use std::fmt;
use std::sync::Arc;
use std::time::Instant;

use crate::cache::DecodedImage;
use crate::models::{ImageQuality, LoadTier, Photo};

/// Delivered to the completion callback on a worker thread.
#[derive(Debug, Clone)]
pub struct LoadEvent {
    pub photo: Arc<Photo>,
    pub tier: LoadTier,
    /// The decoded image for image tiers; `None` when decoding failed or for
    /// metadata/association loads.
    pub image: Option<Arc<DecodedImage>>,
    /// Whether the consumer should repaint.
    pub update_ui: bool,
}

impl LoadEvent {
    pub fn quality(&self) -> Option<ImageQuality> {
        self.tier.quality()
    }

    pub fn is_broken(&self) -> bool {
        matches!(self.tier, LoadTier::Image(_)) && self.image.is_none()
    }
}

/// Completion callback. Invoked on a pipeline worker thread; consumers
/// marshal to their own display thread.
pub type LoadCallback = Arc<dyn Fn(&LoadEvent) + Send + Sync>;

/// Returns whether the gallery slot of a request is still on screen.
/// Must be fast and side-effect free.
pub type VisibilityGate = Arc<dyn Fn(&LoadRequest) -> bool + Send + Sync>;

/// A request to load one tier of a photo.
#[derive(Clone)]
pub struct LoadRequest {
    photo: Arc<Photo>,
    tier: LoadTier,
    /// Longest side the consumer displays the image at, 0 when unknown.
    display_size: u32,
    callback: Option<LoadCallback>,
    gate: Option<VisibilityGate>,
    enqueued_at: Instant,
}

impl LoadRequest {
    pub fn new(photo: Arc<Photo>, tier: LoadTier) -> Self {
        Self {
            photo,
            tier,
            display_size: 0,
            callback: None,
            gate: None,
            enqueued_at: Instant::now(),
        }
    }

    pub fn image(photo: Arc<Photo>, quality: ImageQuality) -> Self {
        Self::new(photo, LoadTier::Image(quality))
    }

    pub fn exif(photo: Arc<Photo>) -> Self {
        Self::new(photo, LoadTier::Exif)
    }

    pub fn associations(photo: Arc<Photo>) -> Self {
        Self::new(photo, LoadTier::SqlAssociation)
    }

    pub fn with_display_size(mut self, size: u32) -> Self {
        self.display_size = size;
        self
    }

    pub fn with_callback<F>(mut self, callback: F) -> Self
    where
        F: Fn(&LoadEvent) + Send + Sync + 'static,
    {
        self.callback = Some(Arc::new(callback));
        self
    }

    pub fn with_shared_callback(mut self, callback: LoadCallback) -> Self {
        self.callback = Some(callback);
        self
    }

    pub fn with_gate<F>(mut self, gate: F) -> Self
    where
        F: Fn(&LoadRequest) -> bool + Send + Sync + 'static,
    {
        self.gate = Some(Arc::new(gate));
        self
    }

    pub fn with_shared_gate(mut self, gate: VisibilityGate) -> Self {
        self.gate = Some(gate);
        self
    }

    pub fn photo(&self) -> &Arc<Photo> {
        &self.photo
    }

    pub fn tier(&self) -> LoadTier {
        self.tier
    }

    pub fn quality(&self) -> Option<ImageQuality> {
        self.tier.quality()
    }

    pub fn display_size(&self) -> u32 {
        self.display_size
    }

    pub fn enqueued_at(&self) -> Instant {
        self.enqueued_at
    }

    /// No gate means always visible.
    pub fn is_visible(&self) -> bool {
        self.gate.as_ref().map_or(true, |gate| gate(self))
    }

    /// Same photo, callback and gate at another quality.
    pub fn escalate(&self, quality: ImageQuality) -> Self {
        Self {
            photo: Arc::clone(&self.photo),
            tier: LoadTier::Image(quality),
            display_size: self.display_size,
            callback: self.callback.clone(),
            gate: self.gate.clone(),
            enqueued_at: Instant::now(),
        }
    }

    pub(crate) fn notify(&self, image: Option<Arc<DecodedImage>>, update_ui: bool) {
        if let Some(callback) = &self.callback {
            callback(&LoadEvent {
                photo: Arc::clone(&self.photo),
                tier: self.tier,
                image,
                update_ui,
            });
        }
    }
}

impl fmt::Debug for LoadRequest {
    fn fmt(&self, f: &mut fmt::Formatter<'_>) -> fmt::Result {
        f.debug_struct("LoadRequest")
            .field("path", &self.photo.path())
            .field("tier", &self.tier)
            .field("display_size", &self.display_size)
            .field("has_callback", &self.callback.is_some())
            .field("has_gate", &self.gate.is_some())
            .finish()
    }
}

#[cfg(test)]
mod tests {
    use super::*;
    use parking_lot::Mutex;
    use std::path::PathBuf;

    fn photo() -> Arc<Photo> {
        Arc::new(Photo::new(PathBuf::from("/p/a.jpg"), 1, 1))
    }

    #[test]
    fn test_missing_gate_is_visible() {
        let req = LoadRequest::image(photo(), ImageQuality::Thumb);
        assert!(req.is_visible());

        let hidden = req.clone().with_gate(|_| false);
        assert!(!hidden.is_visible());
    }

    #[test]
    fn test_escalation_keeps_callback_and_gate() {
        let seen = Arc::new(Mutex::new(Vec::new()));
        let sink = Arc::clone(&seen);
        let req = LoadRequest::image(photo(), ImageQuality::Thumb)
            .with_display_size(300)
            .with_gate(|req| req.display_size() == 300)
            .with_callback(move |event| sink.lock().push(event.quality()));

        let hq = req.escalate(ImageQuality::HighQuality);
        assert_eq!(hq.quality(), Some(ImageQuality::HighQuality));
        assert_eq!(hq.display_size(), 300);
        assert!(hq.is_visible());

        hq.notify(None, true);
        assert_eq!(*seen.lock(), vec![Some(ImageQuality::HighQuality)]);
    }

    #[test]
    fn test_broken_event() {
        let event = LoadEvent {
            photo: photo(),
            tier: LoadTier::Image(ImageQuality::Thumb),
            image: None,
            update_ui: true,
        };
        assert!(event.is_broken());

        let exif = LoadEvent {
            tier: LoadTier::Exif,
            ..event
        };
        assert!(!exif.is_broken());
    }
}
──────────────────────────────
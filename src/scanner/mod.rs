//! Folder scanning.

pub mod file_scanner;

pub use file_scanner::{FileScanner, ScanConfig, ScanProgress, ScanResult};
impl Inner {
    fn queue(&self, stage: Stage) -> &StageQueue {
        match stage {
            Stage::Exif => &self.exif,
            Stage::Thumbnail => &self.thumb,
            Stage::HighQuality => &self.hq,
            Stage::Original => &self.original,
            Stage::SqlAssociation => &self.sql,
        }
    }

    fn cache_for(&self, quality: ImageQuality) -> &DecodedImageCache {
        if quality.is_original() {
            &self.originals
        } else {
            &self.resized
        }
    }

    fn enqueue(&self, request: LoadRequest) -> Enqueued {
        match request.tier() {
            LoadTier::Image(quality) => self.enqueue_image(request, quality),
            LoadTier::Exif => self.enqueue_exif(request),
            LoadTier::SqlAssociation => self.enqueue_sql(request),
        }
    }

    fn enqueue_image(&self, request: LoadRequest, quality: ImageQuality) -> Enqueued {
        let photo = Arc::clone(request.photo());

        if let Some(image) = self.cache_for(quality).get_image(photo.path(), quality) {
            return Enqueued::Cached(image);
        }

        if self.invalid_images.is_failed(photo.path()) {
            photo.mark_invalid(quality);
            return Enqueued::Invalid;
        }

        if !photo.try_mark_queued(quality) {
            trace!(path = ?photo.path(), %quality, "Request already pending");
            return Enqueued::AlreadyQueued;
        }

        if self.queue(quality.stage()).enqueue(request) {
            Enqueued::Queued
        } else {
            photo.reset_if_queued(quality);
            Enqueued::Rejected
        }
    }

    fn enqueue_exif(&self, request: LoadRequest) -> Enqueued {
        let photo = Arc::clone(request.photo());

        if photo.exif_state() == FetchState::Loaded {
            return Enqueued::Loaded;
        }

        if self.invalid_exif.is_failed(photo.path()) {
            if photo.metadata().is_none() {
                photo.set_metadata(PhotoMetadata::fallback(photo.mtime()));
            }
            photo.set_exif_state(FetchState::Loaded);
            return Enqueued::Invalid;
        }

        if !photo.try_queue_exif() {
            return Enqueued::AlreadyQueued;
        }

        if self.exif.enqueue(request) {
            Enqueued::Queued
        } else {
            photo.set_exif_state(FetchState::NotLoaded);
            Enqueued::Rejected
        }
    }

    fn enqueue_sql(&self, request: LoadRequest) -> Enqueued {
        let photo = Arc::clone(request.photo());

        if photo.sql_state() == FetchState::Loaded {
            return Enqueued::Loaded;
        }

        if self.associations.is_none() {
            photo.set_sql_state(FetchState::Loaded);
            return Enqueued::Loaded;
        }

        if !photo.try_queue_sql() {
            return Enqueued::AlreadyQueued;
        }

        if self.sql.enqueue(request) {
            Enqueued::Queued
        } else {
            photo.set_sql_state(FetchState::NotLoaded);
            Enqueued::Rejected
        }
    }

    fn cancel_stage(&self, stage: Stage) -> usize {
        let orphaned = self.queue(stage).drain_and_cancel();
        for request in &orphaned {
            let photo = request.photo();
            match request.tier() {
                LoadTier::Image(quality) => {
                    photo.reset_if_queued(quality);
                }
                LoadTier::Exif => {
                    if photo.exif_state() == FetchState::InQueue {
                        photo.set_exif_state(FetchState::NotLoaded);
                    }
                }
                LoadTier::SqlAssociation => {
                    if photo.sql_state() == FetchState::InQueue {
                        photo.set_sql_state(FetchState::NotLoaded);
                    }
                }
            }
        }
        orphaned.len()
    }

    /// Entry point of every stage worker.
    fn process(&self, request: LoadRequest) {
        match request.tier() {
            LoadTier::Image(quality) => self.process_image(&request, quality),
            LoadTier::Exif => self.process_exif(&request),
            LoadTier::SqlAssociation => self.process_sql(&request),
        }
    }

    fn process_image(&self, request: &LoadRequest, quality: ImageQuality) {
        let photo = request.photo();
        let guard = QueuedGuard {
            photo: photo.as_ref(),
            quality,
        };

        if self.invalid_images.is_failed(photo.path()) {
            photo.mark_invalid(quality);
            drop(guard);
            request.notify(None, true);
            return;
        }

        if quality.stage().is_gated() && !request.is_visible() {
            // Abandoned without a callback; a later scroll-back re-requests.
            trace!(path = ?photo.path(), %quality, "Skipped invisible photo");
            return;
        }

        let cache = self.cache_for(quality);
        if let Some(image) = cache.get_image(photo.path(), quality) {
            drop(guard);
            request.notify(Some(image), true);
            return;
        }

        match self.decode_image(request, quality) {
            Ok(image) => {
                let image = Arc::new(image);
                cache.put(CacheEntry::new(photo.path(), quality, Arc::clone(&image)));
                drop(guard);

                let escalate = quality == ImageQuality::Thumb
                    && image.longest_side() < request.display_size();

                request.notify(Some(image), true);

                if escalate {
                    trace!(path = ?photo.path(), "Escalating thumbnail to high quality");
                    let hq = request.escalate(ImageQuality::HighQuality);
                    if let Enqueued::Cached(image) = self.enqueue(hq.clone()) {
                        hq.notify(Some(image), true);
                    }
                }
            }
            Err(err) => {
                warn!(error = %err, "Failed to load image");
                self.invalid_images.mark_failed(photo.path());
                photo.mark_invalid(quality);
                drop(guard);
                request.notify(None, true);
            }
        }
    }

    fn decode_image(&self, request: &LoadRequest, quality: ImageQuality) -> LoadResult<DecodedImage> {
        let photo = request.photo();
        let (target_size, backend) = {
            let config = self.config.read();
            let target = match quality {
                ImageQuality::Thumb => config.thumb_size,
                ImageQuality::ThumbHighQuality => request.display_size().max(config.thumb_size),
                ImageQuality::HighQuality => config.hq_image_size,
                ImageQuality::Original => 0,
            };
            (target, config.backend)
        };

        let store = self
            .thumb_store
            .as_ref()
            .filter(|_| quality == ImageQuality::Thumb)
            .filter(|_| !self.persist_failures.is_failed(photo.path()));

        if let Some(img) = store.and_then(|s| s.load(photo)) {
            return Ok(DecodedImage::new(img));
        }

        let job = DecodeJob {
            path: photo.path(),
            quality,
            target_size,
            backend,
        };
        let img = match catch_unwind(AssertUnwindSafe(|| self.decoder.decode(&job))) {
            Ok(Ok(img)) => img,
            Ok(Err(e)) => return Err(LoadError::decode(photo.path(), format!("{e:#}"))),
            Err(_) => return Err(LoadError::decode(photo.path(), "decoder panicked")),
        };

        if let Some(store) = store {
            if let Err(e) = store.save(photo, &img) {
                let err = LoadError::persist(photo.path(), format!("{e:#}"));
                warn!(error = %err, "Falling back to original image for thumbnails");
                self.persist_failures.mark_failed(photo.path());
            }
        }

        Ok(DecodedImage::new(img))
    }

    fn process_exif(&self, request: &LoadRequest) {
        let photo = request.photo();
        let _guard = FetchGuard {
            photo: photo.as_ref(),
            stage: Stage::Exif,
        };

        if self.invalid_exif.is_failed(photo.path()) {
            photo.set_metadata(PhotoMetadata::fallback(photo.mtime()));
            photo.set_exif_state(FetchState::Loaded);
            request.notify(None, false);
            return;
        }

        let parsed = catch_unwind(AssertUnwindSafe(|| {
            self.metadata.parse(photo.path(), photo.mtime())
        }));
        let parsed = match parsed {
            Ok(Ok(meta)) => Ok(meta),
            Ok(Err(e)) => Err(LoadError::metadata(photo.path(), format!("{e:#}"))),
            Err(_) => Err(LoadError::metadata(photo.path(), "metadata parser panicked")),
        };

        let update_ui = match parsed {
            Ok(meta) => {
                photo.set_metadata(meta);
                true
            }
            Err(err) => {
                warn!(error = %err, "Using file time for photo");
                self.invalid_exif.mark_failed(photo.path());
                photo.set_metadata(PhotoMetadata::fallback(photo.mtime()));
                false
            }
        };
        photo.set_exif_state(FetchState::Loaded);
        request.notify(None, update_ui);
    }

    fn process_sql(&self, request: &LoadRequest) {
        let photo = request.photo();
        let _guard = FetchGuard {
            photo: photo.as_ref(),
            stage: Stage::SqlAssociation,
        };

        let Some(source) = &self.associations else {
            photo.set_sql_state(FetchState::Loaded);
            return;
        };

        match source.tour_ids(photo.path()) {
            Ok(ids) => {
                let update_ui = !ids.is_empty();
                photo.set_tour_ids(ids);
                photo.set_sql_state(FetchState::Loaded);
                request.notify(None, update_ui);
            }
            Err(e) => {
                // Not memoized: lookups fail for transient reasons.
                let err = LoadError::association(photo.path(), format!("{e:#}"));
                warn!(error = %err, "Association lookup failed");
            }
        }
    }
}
──────────────────────────────
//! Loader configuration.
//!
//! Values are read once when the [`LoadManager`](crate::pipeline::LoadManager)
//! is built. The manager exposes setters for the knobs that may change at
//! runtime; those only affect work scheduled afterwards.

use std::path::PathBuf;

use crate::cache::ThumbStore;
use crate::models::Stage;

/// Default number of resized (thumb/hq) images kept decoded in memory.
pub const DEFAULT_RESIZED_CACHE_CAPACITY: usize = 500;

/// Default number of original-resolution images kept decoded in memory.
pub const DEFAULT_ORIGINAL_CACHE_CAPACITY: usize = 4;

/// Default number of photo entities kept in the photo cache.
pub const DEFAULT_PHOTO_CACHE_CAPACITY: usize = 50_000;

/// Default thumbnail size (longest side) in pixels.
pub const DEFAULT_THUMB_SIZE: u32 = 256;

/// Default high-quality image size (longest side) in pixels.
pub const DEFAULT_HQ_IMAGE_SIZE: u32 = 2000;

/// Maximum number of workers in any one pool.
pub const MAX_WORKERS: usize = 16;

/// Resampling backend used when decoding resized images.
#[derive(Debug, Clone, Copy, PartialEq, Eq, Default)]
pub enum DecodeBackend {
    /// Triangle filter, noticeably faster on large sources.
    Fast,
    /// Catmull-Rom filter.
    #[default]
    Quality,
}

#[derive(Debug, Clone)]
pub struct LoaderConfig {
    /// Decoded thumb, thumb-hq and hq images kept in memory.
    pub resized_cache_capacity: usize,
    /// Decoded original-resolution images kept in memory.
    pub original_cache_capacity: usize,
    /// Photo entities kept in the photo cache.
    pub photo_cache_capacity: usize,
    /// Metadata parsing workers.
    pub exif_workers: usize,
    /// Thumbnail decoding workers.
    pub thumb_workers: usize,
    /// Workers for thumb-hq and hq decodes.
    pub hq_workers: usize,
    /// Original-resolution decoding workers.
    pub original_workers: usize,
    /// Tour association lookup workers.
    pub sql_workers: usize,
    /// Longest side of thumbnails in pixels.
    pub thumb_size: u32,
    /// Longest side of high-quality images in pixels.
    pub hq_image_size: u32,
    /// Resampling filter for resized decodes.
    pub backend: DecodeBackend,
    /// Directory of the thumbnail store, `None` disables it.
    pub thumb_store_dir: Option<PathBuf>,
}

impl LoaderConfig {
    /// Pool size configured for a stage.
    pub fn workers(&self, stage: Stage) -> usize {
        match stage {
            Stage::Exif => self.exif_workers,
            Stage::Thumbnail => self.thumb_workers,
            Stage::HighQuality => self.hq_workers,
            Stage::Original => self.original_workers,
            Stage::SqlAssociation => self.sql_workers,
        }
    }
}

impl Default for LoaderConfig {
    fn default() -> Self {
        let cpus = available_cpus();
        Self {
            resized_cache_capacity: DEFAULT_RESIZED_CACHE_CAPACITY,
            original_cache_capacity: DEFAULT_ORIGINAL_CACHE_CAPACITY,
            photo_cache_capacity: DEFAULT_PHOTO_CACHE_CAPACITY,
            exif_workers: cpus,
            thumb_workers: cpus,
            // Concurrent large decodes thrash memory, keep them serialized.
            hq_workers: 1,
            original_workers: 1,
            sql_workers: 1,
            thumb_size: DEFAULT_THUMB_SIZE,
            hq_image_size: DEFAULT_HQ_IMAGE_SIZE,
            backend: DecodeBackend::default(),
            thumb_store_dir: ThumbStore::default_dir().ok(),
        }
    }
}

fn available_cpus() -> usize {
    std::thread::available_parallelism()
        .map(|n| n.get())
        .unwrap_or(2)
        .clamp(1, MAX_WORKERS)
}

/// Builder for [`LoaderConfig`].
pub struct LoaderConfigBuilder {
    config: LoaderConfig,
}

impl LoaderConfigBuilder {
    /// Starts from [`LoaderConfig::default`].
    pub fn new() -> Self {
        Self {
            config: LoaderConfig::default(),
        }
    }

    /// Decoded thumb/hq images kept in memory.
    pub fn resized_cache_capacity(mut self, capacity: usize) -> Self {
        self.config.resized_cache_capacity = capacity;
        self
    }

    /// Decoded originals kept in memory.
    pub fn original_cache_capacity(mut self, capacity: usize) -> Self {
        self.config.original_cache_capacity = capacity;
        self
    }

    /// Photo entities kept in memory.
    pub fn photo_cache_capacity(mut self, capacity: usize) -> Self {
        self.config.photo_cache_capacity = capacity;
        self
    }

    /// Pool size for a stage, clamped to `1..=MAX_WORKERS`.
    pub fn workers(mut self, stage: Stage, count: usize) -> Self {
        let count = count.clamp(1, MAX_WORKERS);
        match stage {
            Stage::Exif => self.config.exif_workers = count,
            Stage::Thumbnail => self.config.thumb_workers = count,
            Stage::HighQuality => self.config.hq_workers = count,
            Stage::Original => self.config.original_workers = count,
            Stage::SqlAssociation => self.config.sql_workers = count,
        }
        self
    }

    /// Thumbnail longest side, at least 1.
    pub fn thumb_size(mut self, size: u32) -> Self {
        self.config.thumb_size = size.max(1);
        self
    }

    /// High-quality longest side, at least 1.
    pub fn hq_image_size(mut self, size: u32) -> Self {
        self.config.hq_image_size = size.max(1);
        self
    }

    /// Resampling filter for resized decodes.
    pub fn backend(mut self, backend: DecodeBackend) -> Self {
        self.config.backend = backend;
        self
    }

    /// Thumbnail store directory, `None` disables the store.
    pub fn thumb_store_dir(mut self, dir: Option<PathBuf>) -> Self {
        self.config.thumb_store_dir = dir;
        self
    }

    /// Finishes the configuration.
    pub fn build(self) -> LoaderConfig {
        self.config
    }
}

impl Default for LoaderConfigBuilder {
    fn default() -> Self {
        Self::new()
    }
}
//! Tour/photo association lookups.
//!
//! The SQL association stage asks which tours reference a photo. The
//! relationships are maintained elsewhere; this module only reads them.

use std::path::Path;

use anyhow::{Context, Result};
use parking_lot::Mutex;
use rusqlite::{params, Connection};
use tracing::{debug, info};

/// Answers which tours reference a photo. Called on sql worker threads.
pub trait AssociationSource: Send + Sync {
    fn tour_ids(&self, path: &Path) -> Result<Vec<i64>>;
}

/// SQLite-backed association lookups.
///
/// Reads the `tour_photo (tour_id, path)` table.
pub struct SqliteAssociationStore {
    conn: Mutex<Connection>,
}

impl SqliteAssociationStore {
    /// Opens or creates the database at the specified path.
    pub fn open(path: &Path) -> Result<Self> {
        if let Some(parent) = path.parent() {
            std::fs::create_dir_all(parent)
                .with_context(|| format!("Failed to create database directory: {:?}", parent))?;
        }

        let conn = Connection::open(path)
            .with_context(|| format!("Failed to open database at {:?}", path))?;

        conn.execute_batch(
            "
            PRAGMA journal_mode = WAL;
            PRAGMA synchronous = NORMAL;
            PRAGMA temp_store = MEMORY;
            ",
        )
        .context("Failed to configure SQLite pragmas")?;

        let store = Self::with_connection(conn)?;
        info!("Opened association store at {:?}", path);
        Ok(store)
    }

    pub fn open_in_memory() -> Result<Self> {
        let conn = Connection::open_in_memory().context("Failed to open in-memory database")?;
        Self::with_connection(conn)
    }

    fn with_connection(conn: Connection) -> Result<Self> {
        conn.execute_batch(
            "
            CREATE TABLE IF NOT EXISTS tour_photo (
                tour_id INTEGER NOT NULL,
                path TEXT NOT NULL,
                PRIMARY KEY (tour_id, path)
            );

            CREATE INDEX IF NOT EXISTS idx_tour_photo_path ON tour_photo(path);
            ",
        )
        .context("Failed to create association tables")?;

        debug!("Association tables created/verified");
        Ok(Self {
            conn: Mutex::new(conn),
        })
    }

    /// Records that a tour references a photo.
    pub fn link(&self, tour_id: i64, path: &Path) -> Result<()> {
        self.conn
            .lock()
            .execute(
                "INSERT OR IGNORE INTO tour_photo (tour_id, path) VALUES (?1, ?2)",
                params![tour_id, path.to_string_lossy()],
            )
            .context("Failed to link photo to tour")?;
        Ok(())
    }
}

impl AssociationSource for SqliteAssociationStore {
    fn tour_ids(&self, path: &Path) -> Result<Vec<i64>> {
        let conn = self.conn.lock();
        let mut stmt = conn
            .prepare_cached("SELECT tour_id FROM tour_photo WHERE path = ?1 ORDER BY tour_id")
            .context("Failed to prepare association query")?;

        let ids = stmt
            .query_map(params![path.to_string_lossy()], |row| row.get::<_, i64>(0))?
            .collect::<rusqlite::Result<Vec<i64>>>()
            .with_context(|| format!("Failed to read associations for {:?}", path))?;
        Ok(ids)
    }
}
──────────────────────────────
WORK INSTRUCTION →
Scan the records above and tell how many lines include the word "large"; the number is all that should be written.

TASK RESULT →
2